--- START ---
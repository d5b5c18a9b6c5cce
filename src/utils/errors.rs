use thiserror::Error;

/// Errors raised while checking user supplied digit strings
#[derive(Error, Debug, Clone, PartialEq)]
pub enum UtilsError {
    #[error("Digit string cannot be empty")]
    EmptyDigitString,
    #[error("Digit string must contain only digits: {0}")]
    InvalidDigitString(String),
}
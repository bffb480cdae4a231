//! # Clock
//!
//! Source of "today" for records stamped with their creation date.

use chrono::NaiveDate;

/// Supplies the current calendar date.
///
/// Clocks must be `Send + Sync` so the store can be shared across threads.
pub trait Clock: Send + Sync {
    fn today(&self) -> NaiveDate;
}

/// The local system date.
#[derive(Debug, Clone, Copy, Default)]
pub struct SystemClock;

impl Clock for SystemClock {
    fn today(&self) -> NaiveDate {
        chrono::Local::now().date_naive()
    }
}

/// A clock pinned to one date.
#[derive(Debug, Clone, Copy)]
pub struct FixedClock(pub NaiveDate);

impl Clock for FixedClock {
    fn today(&self) -> NaiveDate {
        self.0
    }
}
//! # Fixed Primitives
//!
//! Hardcoded constants for the Hearth record store.
//!
//! These values are compiled into the binary and are immutable at runtime.
//! Anything an operator may want to change lives in [`crate::config`] instead.

/// First identifier handed out by every collection counter.
pub const FIRST_ID: u64 = 1;

/// Initial status of every support request.
pub const PENDING_STATUS: &str = "Pending";

/// Calendar date format used for event and support request dates (ISO 8601).
pub const DATE_FORMAT: &str = "%Y-%m-%d";

/// Far-future date substituted for a missing or unparseable event date.
///
/// Only used for comparison inside the ordering component. It is never
/// written back to storage.
pub const SENTINEL_DATE: &str = "9999-12-31";

/// Default location of the data file, relative to the working directory.
pub const DEFAULT_DATA_FILE: &str = "hearth_data.json";

// =============================================================================
// INPUT LIMITS
// =============================================================================

/// Maximum accepted size of a data file (64 MB).
///
/// Validated before parsing. Anything larger is treated as corrupt.
pub const MAX_DOCUMENT_SIZE: usize = 64 * 1024 * 1024;

// =============================================================================
// BOOTSTRAP SEED
// =============================================================================

/// Title of the canonical event inserted into an empty dataset.
pub const SEED_EVENT_TITLE: &str = "Community Welcome Meetup";

/// Stream link of the canonical seed event.
pub const SEED_STREAM_LINK: &str = "https://meet.jit.si/hearth-community";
--- END ---
• **PROMPT**
Where does "Clone" appear in the records above? Copy every line that has it.

• **SOLUTION**
#[derive(Error, Debug, Clone, PartialEq)]
#[derive(Debug, Clone, Copy, Default)]
#[derive(Debug, Clone, Copy)]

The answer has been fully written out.